The most thorough modern defence of democracy against its strongest critics. Dahl takes seriously the oldest objection — Plato's claim that the wise should rule, not the many — and answers it, then builds a rigorous account of what an ideal democratic process actually requires and how real 'polyarchies' approximate it. The benchmark text for thinking carefully about democratic legitimacy.

About the author

American political scientist (1915–2014), Sterling Professor at Yale and one of the most influential democratic theorists of the twentieth century. Dahl coined the term 'polyarchy' for real-world representative democracies and spent his career analysing how power is actually distributed in them, from his classic study of New Haven (Who Governs?) to this late synthesis.

Synopsis

Dahl organises the book as a sustained argument with democracy's critics, ancient and modern. Against the 'guardians' who would entrust rule to the wise, he argues that no group can be trusted with unaccountable power and that citizens are the best judges of their own interests. He then specifies the criteria of an ideal democratic process — effective participation, voting equality, enlightened understanding, control of the agenda, inclusion — and assesses how actual democracies fall short.

Core passage idea

Paraphrase · Modern copyrighted work

Dahl argues that the case for entrusting government to a wise elite fails because no group can be trusted to rule others without being held accountable to them.

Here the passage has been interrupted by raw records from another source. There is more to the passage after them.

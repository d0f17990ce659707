//! 日志系统模块
//!
//! 提供结构化日志配置和管理功能

use log::LevelFilter;
use std::collections::HashMap;
use std::path::PathBuf;
use std::sync::{Mutex, MutexGuard, OnceLock};
use tracing_subscriber::filter::Directive;
use tracing_subscriber::{fmt, prelude::*, registry, EnvFilter, Layer};

/// 全局日志初始化状态
#[derive(Debug, Default)]
struct GlobalLoggingState {
    /// 是否已初始化
    initialized: bool,
    /// 初始化失败时的错误信息
    init_error: Option<String>,
    /// 当前配置
    current_config: Option<LogConfig>,
}

/// 全局日志状态管理器
static GLOBAL_LOGGING_STATE: OnceLock<Mutex<GlobalLoggingState>> = OnceLock::new();

fn lock_state() -> MutexGuard<'static, GlobalLoggingState> {
    GLOBAL_LOGGING_STATE
        .get_or_init(|| Mutex::new(GlobalLoggingState::default()))
        .lock()
        .unwrap_or_else(|poisoned| poisoned.into_inner())
}

/// 日志配置结构
#[derive(Debug, Clone)]
pub struct LogConfig {
    /// 日志级别
    pub level: LevelFilter,
    /// 日志文件路径（可选）
    pub file_path: Option<PathBuf>,
    /// 是否输出到控制台
    pub console: bool,
    /// 是否使用JSON格式
    pub json_format: bool,
    /// 模块级别日志控制
    pub module_levels: HashMap<String, LevelFilter>,
}

impl Default for LogConfig {
    fn default() -> Self {
        Self {
            level: LevelFilter::Info,
            file_path: None,
            console: true,
            json_format: false,
            module_levels: HashMap::new(),
        }
    }
}

/// 日志系统管理器
pub struct LoggingSystem {
    config: LogConfig,
}

impl LoggingSystem {
    /// 初始化日志系统
    ///
    /// 进程内只安装一次全局 subscriber，重复调用返回新的句柄。
    pub fn setup_logging(config: LogConfig) -> anyhow::Result<Self> {
        Self::setup_logging_with_options(config, false)
    }

    /// 初始化日志系统（带选项）
    ///
    /// # 参数
    /// * `config` - 日志配置
    /// * `force_reinit` - 是否强制重新初始化（主要用于测试）
    pub fn setup_logging_with_options(
        config: LogConfig,
        force_reinit: bool,
    ) -> anyhow::Result<Self> {
        {
            let state = lock_state();
            if state.initialized && !force_reinit {
                return match &state.init_error {
                    None => Ok(Self { config }),
                    Some(e) => Err(anyhow::anyhow!("日志系统之前初始化失败: {}", e)),
                };
            }
        }

        let init_result = Self::perform_initialization(&config);

        {
            let mut state = lock_state();
            state.initialized = true;
            state.current_config = Some(config.clone());
            state.init_error = init_result.as_ref().err().map(|e| e.to_string());
        }

        init_result.map(|()| Self { config })
    }

    /// 当前句柄使用的配置
    pub fn config(&self) -> &LogConfig {
        &self.config
    }

    /// 执行实际的日志系统初始化
    fn perform_initialization(config: &LogConfig) -> anyhow::Result<()> {
        // log crate 到 tracing 的桥接
        Self::init_log_tracer()?;
        Self::init_tracing_subscriber(config)
    }

    /// 初始化 LogTracer
    fn init_log_tracer() -> anyhow::Result<()> {
        use tracing_log::LogTracer;

        static LOG_TRACER_INIT: OnceLock<Result<(), String>> = OnceLock::new();

        LOG_TRACER_INIT
            .get_or_init(|| LogTracer::init().map_err(|e| e.to_string()))
            .as_ref()
            .map_err(|e| anyhow::anyhow!("LogTracer初始化失败: {}", e))?;
        Ok(())
    }

    /// 构建环境过滤器
    fn build_env_filter(config: &LogConfig) -> EnvFilter {
        let mut env_filter =
            EnvFilter::from_default_env().add_directive(Self::convert_level_to_directive(config.level));

        // 添加模块级别过滤
        for (module, level) in &config.module_levels {
            match format!("{}={}", module, Self::level_to_string(*level)).parse::<Directive>() {
                Ok(directive) => env_filter = env_filter.add_directive(directive),
                Err(e) => eprintln!("忽略无效的模块日志级别 {module}: {e}"),
            }
        }

        env_filter
    }

    /// 初始化 tracing subscriber
    fn init_tracing_subscriber(config: &LogConfig) -> anyhow::Result<()> {
        let env_filter = Self::build_env_filter(config);

        let result = match (&config.file_path, config.console) {
            (Some(file_path), false) => {
                let file = std::fs::OpenOptions::new()
                    .create(true)
                    .append(true)
                    .open(file_path)
                    .map_err(|e| anyhow::anyhow!("创建日志文件失败: {}", e))?;
                let file_layer = if config.json_format {
                    fmt::layer()
                        .json()
                        .with_writer(Mutex::new(file))
                        .with_timer(fmt::time::ChronoLocal::rfc_3339())
                        .boxed()
                } else {
                    fmt::layer()
                        .with_writer(Mutex::new(file))
                        .with_timer(fmt::time::ChronoLocal::rfc_3339())
                        .with_ansi(false)
                        .boxed()
                };
                registry().with(env_filter).with(file_layer).try_init()
            }
            _ => {
                let console_layer = if config.json_format {
                    fmt::layer()
                        .json()
                        .with_timer(fmt::time::ChronoLocal::rfc_3339())
                        .with_file(true)
                        .with_line_number(true)
                        .boxed()
                } else {
                    fmt::layer()
                        .with_timer(fmt::time::ChronoLocal::rfc_3339())
                        .with_ansi(true)
                        .with_target(true)
                        .boxed()
                };
                registry().with(env_filter).with(console_layer).try_init()
            }
        };

        match result {
            Ok(()) => {
                tracing::debug!("日志配置: {:?}", config);
                Ok(())
            }
            Err(e) => {
                let error_msg = e.to_string();
                if error_msg.contains("already been set")
                    || error_msg.contains("already initialized")
                {
                    // 测试进程中可能已经安装过
                    tracing::debug!("日志系统已经初始化过了");
                    Ok(())
                } else {
                    Err(anyhow::anyhow!(
                        "tracing subscriber初始化失败: {}",
                        error_msg
                    ))
                }
            }
        }
    }

    /// 将 log::LevelFilter 转换为 tracing 的指令
    fn convert_level_to_directive(level: LevelFilter) -> Directive {
        use tracing::level_filters::LevelFilter as TracingLevel;
        let level = match level {
            LevelFilter::Off => TracingLevel::OFF,
            LevelFilter::Error => TracingLevel::ERROR,
            LevelFilter::Warn => TracingLevel::WARN,
            LevelFilter::Info => TracingLevel::INFO,
            LevelFilter::Debug => TracingLevel::DEBUG,
            LevelFilter::Trace => TracingLevel::TRACE,
        };
        Directive::from(level)
    }

    /// 将 log::LevelFilter 转换为字符串
    fn level_to_string(level: LevelFilter) -> &'static str {
        match level {
            LevelFilter::Off => "off",
            LevelFilter::Error => "error",
            LevelFilter::Warn => "warn",
            LevelFilter::Info => "info",
            LevelFilter::Debug => "debug",
            LevelFilter::Trace => "trace",
        }
    }

    /// 检查日志系统是否已初始化
    pub fn is_initialized() -> bool {
        lock_state().initialized
    }

    /// 获取当前日志配置（如果已初始化）
    pub fn current_config() -> Option<LogConfig> {
        lock_state().current_config.clone()
    }

    /// 重置日志系统状态（主要用于测试）
    #[cfg(test)]
    pub fn reset_for_testing() {
        let mut state = lock_state();
        state.initialized = false;
        state.init_error = None;
        state.current_config = None;
    }
}

/// 解析日志级别字符串
pub fn parse_level(level: &str) -> Option<LevelFilter> {
    level.parse::<LevelFilter>().ok()
}
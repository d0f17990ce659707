//! 错误处理模块
//!
//! 定义应用程序的统一错误类型

use thiserror::Error;

/// NRPE Vitals 应用程序的主要错误类型
#[derive(Error, Debug)]
pub enum VitalsError {
    /// 配置相关错误
    #[error("配置错误: {0}")]
    Config(#[from] ConfigError),

    /// 检测执行相关错误
    #[error("检测错误: {0}")]
    Check(#[from] CheckError),

    /// 状态存储相关错误
    #[error("存储错误: {0}")]
    Store(#[from] StoreError),

    /// 通知相关错误
    #[error("通知错误: {0}")]
    Notification(#[from] NotificationError),

    /// IO错误
    #[error("IO错误: {0}")]
    Io(#[from] std::io::Error),

    /// JSON序列化/反序列化错误
    #[error("JSON错误: {0}")]
    Json(#[from] serde_json::Error),

    /// 其他错误
    #[error("其他错误: {0}")]
    Other(#[from] anyhow::Error),
}

/// 配置错误类型
#[derive(Error, Debug)]
pub enum ConfigError {
    /// 配置文件解析错误
    #[error("配置文件解析失败: {0}")]
    ParseError(String),

    /// 配置验证错误
    #[error("配置验证失败: {0}")]
    ValidationError(String),

    /// 配置文件不存在
    #[error("配置文件不存在: {path}")]
    FileNotFound { path: String },

    /// 环境变量替换错误
    #[error("环境变量替换失败: {var}")]
    EnvVarError { var: String },
}

/// 检测错误类型
///
/// `Timeout` 与 `ConnectionRefused` 会被折叠为普通的非零检测结果，
/// 只有 `RunnerError` 会从检测执行器向上传播。
#[derive(Error, Debug)]
pub enum CheckError {
    /// 检测超时
    #[error("检测超时: {check}@{host}")]
    Timeout { check: String, host: String },

    /// 连接被拒绝
    #[error("连接被拒绝: {check}@{host}")]
    ConnectionRefused { check: String, host: String },

    /// 检测插件无法执行
    #[error("检测插件执行失败: {0}")]
    RunnerError(String),
}

/// 状态存储错误类型
#[derive(Error, Debug)]
pub enum StoreError {
    /// 存储不可用（锁竞争、IO失败、数据库损坏）
    #[error("状态存储不可用: {reason}")]
    Unavailable { reason: String },

    /// 无法打开数据库文件
    #[error("无法打开状态数据库 {path}: {reason}")]
    Open { path: String, reason: String },
}

impl From<rusqlite::Error> for StoreError {
    fn from(err: rusqlite::Error) -> Self {
        StoreError::Unavailable {
            reason: err.to_string(),
        }
    }
}

/// 通知错误类型
#[derive(Error, Debug)]
pub enum NotificationError {
    /// 未知的通知渠道名称
    #[error("未知的通知渠道: {0}")]
    UnknownNotifier(String),

    /// 通知渠道已知但缺少凭据配置
    #[error("通知渠道未配置: {0}")]
    NotConfigured(String),

    /// 发送失败
    #[error("通知发送失败 [{channel}]: {reason}")]
    DeliveryFailed { channel: String, reason: String },
}

impl NotificationError {
    /// 构造发送失败错误
    pub fn delivery(channel: &str, reason: impl std::fmt::Display) -> Self {
        NotificationError::DeliveryFailed {
            channel: channel.to_string(),
            reason: reason.to_string(),
        }
    }
}

/// 结果类型别名
pub type Result<T> = std::result::Result<T, VitalsError>;
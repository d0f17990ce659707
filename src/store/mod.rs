//! 检测状态存储模块
//!
//! 以 (machine, check) 为键保存最近一次的非健康状态

pub mod record;
pub mod sqlite;

pub use record::CheckRecord;
pub use sqlite::{Applied, StateStore, StoreConnection, StoreOptions};
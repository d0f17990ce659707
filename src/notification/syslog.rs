//! syslog 通知渠道

use crate::error::NotificationError;
use crate::notification::sender::{NotificationEvent, Notifier};
use crate::notification::template::format_alert;
use async_trait::async_trait;

/// 写入本机 syslog（LOG_WARNING）
#[derive(Debug, Default, Clone)]
pub struct SyslogNotifier;

impl SyslogNotifier {
    pub fn new() -> Self {
        Self
    }
}

#[async_trait]
impl Notifier for SyslogNotifier {
    fn name(&self) -> &str {
        "syslog"
    }

    async fn notify(&self, event: &NotificationEvent) -> Result<(), NotificationError> {
        let alert = format_alert(event);
        write_warning(&alert).map_err(|e| NotificationError::delivery(self.name(), e))
    }
}

#[cfg(unix)]
fn write_warning(alert: &str) -> Result<(), String> {
    use std::ffi::{CStr, CString};
    use std::sync::Once;

    static IDENT: &CStr = c"nrpe-vitals";
    static OPEN: Once = Once::new();

    let message = CString::new(alert.replace('\0', " ")).map_err(|e| e.to_string())?;

    OPEN.call_once(|| {
        // SAFETY: IDENT 为 'static，openlog 持有的指针始终有效
        unsafe { libc::openlog(IDENT.as_ptr(), libc::LOG_PID, libc::LOG_DAEMON) };
    });

    // SAFETY: 格式串固定为 "%s"，参数为合法的 C 字符串
    unsafe {
        libc::syslog(libc::LOG_WARNING, c"%s".as_ptr(), message.as_ptr());
    }
    Ok(())
}

#[cfg(not(unix))]
fn write_warning(alert: &str) -> Result<(), String> {
    tracing::warn!(target: "syslog", "{}", alert);
    Ok(())
}

#[cfg(test)]
mod tests {
    use super::*;
    use crate::check::CheckResult;
    use crate::reconciler::decision::Transition;

    #[tokio::test]
    async fn test_syslog_notify() {
        let result = CheckResult::new("db.example.com", "disk1", 2, "disk nok");
        let event = NotificationEvent::from_result(&result, Transition::NewProblem { status: 2 });

        let notifier = SyslogNotifier::new();
        assert_eq!(notifier.name(), "syslog");
        assert!(notifier.notify(&event).await.is_ok());
    }
}
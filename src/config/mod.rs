//! 配置管理模块
//!
//! 提供配置文件解析和验证功能

pub mod loader;
pub mod types;

// 重新导出主要类型
pub use loader::{get_default_config_path, ConfigLoader, TomlConfigLoader};
pub use types::{
    validate_config, validate_plugins, AlertingConfig, Config, ConnectionConfig, GlobalConfig,
    MachineConfig, MailConfig, PushoverConfig, TwilioConfig, DEFAULT_NRPE_PORT, PING_CHECK,
    TIMEOUT_GRACE,
};
//! 状态协调基准测试
//!
//! 测试转换决策、告警格式化和单次协调的性能

use criterion::{criterion_group, criterion_main, Criterion};
use nrpe_vitals::check::CheckResult;
use nrpe_vitals::notification::template::format_alert;
use nrpe_vitals::notification::{craft_sms, NotificationEvent, NotifierRegistry};
use nrpe_vitals::reconciler::{decide, Reconciler, Transition};
use nrpe_vitals::store::{CheckRecord, StateStore, StoreOptions};
use std::hint::black_box;

fn decision_benchmark(c: &mut Criterion) {
    let prior = CheckRecord::new("db.example.com", "disk1", 2, 1_700_000_000);

    c.bench_function("decide_transitions", |b| {
        b.iter(|| {
            for status in [0, 1, 2, 3, 255] {
                black_box(decide(black_box(Some(&prior)), status));
                black_box(decide(black_box(None), status));
            }
        });
    });
}

fn format_benchmark(c: &mut Criterion) {
    let message = "DISK CRITICAL - free space: / 812 MB (4% inode=87%); /var 120 MB (1% inode=90%)";
    let result = CheckResult::new("db.example.com", "disk1", 2, message);
    let event = NotificationEvent::from_result(&result, Transition::NewProblem { status: 2 });
    let time_check = event.time_check();

    c.bench_function("format_alert", |b| {
        b.iter(|| black_box(format_alert(black_box(&event))));
    });

    c.bench_function("craft_sms", |b| {
        b.iter(|| {
            black_box(craft_sms(
                black_box("db.example.com"),
                black_box("disk1"),
                black_box(message),
                black_box(&time_check),
            ))
        });
    });
}

fn reconcile_benchmark(c: &mut Criterion) {
    let runtime = tokio::runtime::Runtime::new().unwrap();
    let dir = tempfile::tempdir().unwrap();
    let store = StateStore::new(dir.path().join("bench.sqlite"), StoreOptions::default());

    let reconciler = runtime.block_on(async {
        store.init().await.unwrap();
        let conn = store.connect().await.unwrap();
        Reconciler::new(conn, NotifierRegistry::empty().resolve(&[]))
    });

    c.bench_function("reconcile_still_problem", |b| {
        let result = CheckResult::new("web1", "load", 1, "load high");
        b.iter(|| {
            runtime
                .block_on(reconciler.reconcile(black_box(&result)))
                .unwrap()
        });
    });
}

criterion_group!(
    benches,
    decision_benchmark,
    format_benchmark,
    reconcile_benchmark
);
criterion_main!(benches);
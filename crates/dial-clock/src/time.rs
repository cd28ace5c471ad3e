//! Wall-clock input and calendar decomposition.

use chrono::{DateTime, Local, TimeZone, Timelike, Utc};

/// Source of "now" as milliseconds since the Unix epoch.
pub trait TimeSource {
    fn now_millis(&self) -> i64;
}

/// Reads the system clock.
#[derive(Debug, Default, Clone, Copy)]
pub struct SystemTimeSource;

impl TimeSource for SystemTimeSource {
    fn now_millis(&self) -> i64 {
        Utc::now().timestamp_millis()
    }
}

impl<F: Fn() -> i64> TimeSource for F {
    fn now_millis(&self) -> i64 {
        self()
    }
}

/// Hour-of-day, minute and second of a timestamp in some timezone.
#[derive(Debug, Clone, Copy, PartialEq, Eq, Default)]
pub struct TimeOfDay {
    /// 0..24
    pub hour: u32,
    /// 0..60
    pub minute: u32,
    /// 0..60
    pub second: u32,
}

impl TimeOfDay {
    pub const MIDNIGHT: TimeOfDay = TimeOfDay { hour: 0, minute: 0, second: 0 };

    /// Builds a time of day, wrapping each field into its range.
    pub fn new(hour: u32, minute: u32, second: u32) -> Self {
        Self { hour: hour % 24, minute: minute % 60, second: second % 60 }
    }

    /// Decomposes `millis` in the platform's local timezone.
    pub fn from_millis_local(millis: i64) -> Self {
        Self::from_millis_in(millis, &Local)
    }

    /// Decomposes `millis` in `tz`.
    ///
    /// Timestamps chrono cannot represent decompose to midnight.
    pub fn from_millis_in<Tz: TimeZone>(millis: i64, tz: &Tz) -> Self {
        match DateTime::<Utc>::from_timestamp_millis(millis) {
            Some(utc) => {
                let t = utc.with_timezone(tz);
                Self { hour: t.hour(), minute: t.minute(), second: t.second() }
            }
            None => {
                log::warn!("timestamp {millis} ms is out of range; showing midnight");
                Self::MIDNIGHT
            }
        }
    }
}
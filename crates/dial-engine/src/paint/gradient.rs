use crate::coords::Vec2;

use super::Color;

/// Two-color linear gradient in logical pixel space.
///
/// `t` is the projection of a point onto `start..end`, clamped to [0, 1], so
/// points beyond either end take the nearest end color.
#[derive(Debug, Clone, PartialEq)]
pub struct LinearGradient {
    pub start: Vec2,
    pub end: Vec2,
    /// Color at `start`.
    pub from: Color,
    /// Color at `end`.
    pub to: Color,
}

impl LinearGradient {
    pub fn new(start: Vec2, end: Vec2, from: Color, to: Color) -> Self {
        Self { start, end, from, to }
    }

    /// Returns true when the gradient definition is structurally usable.
    pub fn is_valid(&self) -> bool {
        self.start.is_finite()
            && self.end.is_finite()
            && self.from.is_finite()
            && self.to.is_finite()
            && (self.end.x != self.start.x || self.end.y != self.start.y)
    }
}

/// Two-color radial gradient: `t = distance(p, center) / radius`, clamped.
#[derive(Debug, Clone, PartialEq)]
pub struct RadialGradient {
    pub center: Vec2,
    pub radius: f32,
    /// Color at the center.
    pub from: Color,
    /// Color at `radius` and beyond.
    pub to: Color,
}

impl RadialGradient {
    pub fn new(center: Vec2, radius: f32, from: Color, to: Color) -> Self {
        Self { center, radius, from, to }
    }

    pub fn is_valid(&self) -> bool {
        self.center.is_finite()
            && self.radius.is_finite()
            && self.radius > 0.0
            && self.from.is_finite()
            && self.to.is_finite()
    }
}

#[cfg(test)]
mod tests {
    use super::*;

    fn white() -> Color { Color::from_straight(1.0, 1.0, 1.0, 1.0) }
    fn black() -> Color { Color::from_straight(0.0, 0.0, 0.0, 1.0) }

    #[test]
    fn linear_with_distinct_endpoints_is_valid() {
        let g = LinearGradient::new(Vec2::zero(), Vec2::new(10.0, 10.0), white(), black());
        assert!(g.is_valid());
    }

    #[test]
    fn linear_with_coincident_endpoints_is_invalid() {
        let p = Vec2::new(3.0, 3.0);
        assert!(!LinearGradient::new(p, p, white(), black()).is_valid());
    }

    #[test]
    fn radial_needs_positive_radius() {
        assert!(RadialGradient::new(Vec2::zero(), 5.0, white(), black()).is_valid());
        assert!(!RadialGradient::new(Vec2::zero(), 0.0, white(), black()).is_valid());
    }

    #[test]
    fn non_finite_color_is_invalid() {
        let nan = Color { r: f32::NAN, ..white() };
        assert!(!RadialGradient::new(Vec2::zero(), 5.0, nan, black()).is_valid());
    }
}
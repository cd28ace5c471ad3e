pub(crate) mod circle;
pub(crate) mod line;
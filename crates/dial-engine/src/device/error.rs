/// High-level response after a surface error.
#[derive(Debug, Copy, Clone, Eq, PartialEq)]
pub enum SurfaceErrorAction {
    /// Surface was reconfigured; rendering may resume next frame.
    Reconfigured,
    /// Transient error; skip the current frame.
    SkipFrame,
    /// Fatal error (commonly OOM); terminate gracefully.
    Fatal,
}

impl SurfaceErrorAction {
    /// Maps a wgpu surface error to the action the runtime takes.
    pub fn for_error(err: &wgpu::SurfaceError) -> Self {
        match err {
            wgpu::SurfaceError::Lost | wgpu::SurfaceError::Outdated => Self::Reconfigured,
            wgpu::SurfaceError::OutOfMemory => Self::Fatal,
            wgpu::SurfaceError::Timeout | wgpu::SurfaceError::Other => Self::SkipFrame,
        }
    }
}
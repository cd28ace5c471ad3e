//! Dial UI: retained widget tree on top of `dial-engine`.
//!
//! # Quick start
//!
//! ```rust,ignore
//! use dial_ui::prelude::*;
//!
//! let now = State::new(0_i64);
//! Application::new()
//!     .title("Hello")
//!     .repeat_every(Duration::from_millis(200), {
//!         let now = now.clone();
//!         move || now.set(read_clock())
//!     })
//!     .run_widget(move || Container::new().center().child(MyDial::new(now)).into())?;
//! ```
//!
//! # Extending with custom widgets
//!
//! Implement [`Widget`] for any type, then use it anywhere an [`Element`] is accepted:
//!
//! ```rust,ignore
//! use dial_ui::prelude::*;
//!
//! pub struct Dot { color: Color }
//!
//! impl Widget for Dot {
//!     fn measure(&self, constraints: Constraints) -> Vec2 {
//!         constraints.constrain(Vec2::new(24.0, 24.0))
//!     }
//!     fn paint(&self, painter: &mut Painter, rect: Rect) {
//!         painter.fill_circle(rect.center(), rect.min_dimension() / 2.0, self.color);
//!     }
//! }
//! ```

pub mod app;
pub mod constraints;
pub mod effect;
pub mod painter;
pub mod scene;
pub mod state;
pub mod widget;
pub mod widgets;

pub use app::Application;

/// Everything you need to build and extend UI; import this in your widget files.
pub mod prelude {
    pub use crate::app::Application;
    pub use crate::constraints::Constraints;
    pub use crate::effect::Effects;
    pub use crate::painter::Painter;
    pub use crate::scene::UiScene;
    pub use crate::state::State;
    pub use crate::widget::{Element, Widget};
    pub use crate::widgets::container::Container;

    // Re-export the engine primitives everyone needs.
    pub use dial_engine::coords::{Rect, Vec2};
    pub use dial_engine::paint::{Color, LinearGradient, Paint, RadialGradient};
}
//! Scene (draw stream) types.
//!
//! Responsibilities:
//! - store renderer-agnostic draw commands
//! - provide deterministic ordering (z-index + insertion order)
//! - keep shape-specific helpers isolated per shape file under `scene::shapes`

mod cmd;
mod key;
mod list;
mod z_index;

pub mod shapes;

pub use cmd::{DrawCmd, DrawKind};
pub use key::SortKey;
pub use list::{DrawItem, DrawList};
pub use shapes::circle::{CircleCmd, DrawStyle};
pub use shapes::line::LineCmd;
pub use z_index::ZIndex;
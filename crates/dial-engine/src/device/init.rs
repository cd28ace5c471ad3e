/// Initialization parameters for the GPU layer.
#[derive(Debug, Clone)]
pub struct GpuInit {
    /// Prefer an sRGB surface format when available.
    ///
    /// Colors are authored in sRGB and blended in linear space, so an sRGB
    /// target is needed for gradients to look right.
    pub prefer_srgb: bool,

    /// Present mode (swap behavior).
    ///
    /// FIFO is broadly supported and the clock never needs more than vsync.
    pub present_mode: wgpu::PresentMode,

    /// Optional alpha mode preference for the surface.
    ///
    /// If provided but unsupported on the current surface, a supported mode is selected.
    pub alpha_mode: Option<wgpu::CompositeAlphaMode>,

    /// Limits requested from the adapter/device.
    pub required_limits: wgpu::Limits,

    /// Power preference used when picking the adapter.
    pub power_preference: wgpu::PowerPreference,

    /// Desired maximum frame latency for the surface (hint).
    pub desired_maximum_frame_latency: u32,
}

impl Default for GpuInit {
    fn default() -> Self {
        Self {
            prefer_srgb: true,
            present_mode: wgpu::PresentMode::Fifo,
            alpha_mode: None,
            required_limits: wgpu::Limits::downlevel_defaults(),
            // A clock redrawing a few times a second has no use for the discrete GPU.
            power_preference: wgpu::PowerPreference::LowPower,
            desired_maximum_frame_latency: 2,
        }
    }
}
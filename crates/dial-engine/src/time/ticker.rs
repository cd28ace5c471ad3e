use std::time::{Duration, Instant};

/// Fixed-period deadline scheduler.
///
/// The first deadline is one period after the start, so a ticker behaves like
/// a loop of `sleep(period); work()`. When a poll arrives more than a full
/// period late, the missed periods are dropped and the next deadline is
/// measured from the poll time; a ticker fires at most once per poll.
///
/// Periods shorter than [`Ticker::MIN_PERIOD`] are raised to it.
#[derive(Debug, Clone)]
pub struct Ticker {
    period: Duration,
    next: Instant,
}

impl Ticker {
    pub const MIN_PERIOD: Duration = Duration::from_millis(1);

    /// Starts a ticker whose first deadline is `start + period`.
    pub fn starting_at(start: Instant, period: Duration) -> Self {
        let period = period.max(Self::MIN_PERIOD);
        Self { period, next: start + period }
    }

    /// Instant at which the next poll will fire.
    #[inline]
    pub fn deadline(&self) -> Instant {
        self.next
    }

    /// Returns `true` (and schedules the next deadline) if `now` has reached
    /// the current deadline.
    pub fn poll(&mut self, now: Instant) -> bool {
        if now < self.next {
            return false;
        }

        let late = now.saturating_duration_since(self.next);
        self.next = if late >= self.period {
            now + self.period
        } else {
            self.next + self.period
        };
        true
    }
}

#[cfg(test)]
mod tests {
    use super::*;

    const PERIOD: Duration = Duration::from_millis(200);

    #[test]
    fn does_not_fire_before_first_period() {
        let start = Instant::now();
        let mut t = Ticker::starting_at(start, PERIOD);
        assert!(!t.poll(start));
        assert!(!t.poll(start + Duration::from_millis(199)));
    }

    #[test]
    fn fires_once_per_period_on_schedule() {
        let start = Instant::now();
        let mut t = Ticker::starting_at(start, PERIOD);
        let mut fired = 0;
        // Poll every 10 ms for one second.
        for ms in (0..=1000).step_by(10) {
            if t.poll(start + Duration::from_millis(ms)) {
                fired += 1;
            }
        }
        assert_eq!(fired, 5);
    }

    #[test]
    fn slightly_late_poll_keeps_phase() {
        let start = Instant::now();
        let mut t = Ticker::starting_at(start, PERIOD);
        assert!(t.poll(start + Duration::from_millis(230)));
        assert_eq!(t.deadline(), start + Duration::from_millis(400));
    }

    #[test]
    fn zero_period_still_advances_the_deadline() {
        let start = Instant::now();
        let mut t = Ticker::starting_at(start, Duration::ZERO);
        assert_eq!(t.deadline(), start + Ticker::MIN_PERIOD);
        assert!(!t.poll(start));
        assert!(t.poll(t.deadline()));
        assert!(!t.poll(start + Ticker::MIN_PERIOD));
    }

    #[test]
    fn long_stall_does_not_burst() {
        let start = Instant::now();
        let mut t = Ticker::starting_at(start, PERIOD);
        let resume = start + Duration::from_secs(5);
        assert!(t.poll(resume));
        assert!(!t.poll(resume));
        assert_eq!(t.deadline(), resume + PERIOD);
    }
}
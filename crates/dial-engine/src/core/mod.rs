//! Core engine-facing contracts.
//!
//! This module defines the interface between the runtime (platform loop)
//! and higher layers (UI, applications). It avoids leaking runtime internals
//! into user code and provides a consistent per-frame context.

mod app;
mod ctx;

pub use app::{App, AppControl, Redraw};
pub use ctx::{FrameCtx, WindowCtx};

Dahl's reply to Plato is essentially about accountability rather than competence: even if some people really were wiser, handing them unchecked power over others is unsafe, because power without accountability corrupts and the rulers' interests will diverge from the ruled. Democracy is justified less by the crowd's wisdom than by the danger of its alternatives.

To avoid a bubble

Pair with Plato's Republic and modern advocates of epistocracy (rule by the knowledgeable) for the guardianship case Dahl is answering, and with elite theorists (Michels, Mosca) who argue democracy is always a façade for oligarchy.

Reading note

Long and systematic; the early chapters answering the guardianship argument and the later chapters specifying the criteria of the democratic process are the parts worth reading closely. A capstone text once you have the basics of the democracy debate.

Best paired with

Plato, Republic; Robert Michels, Political Parties.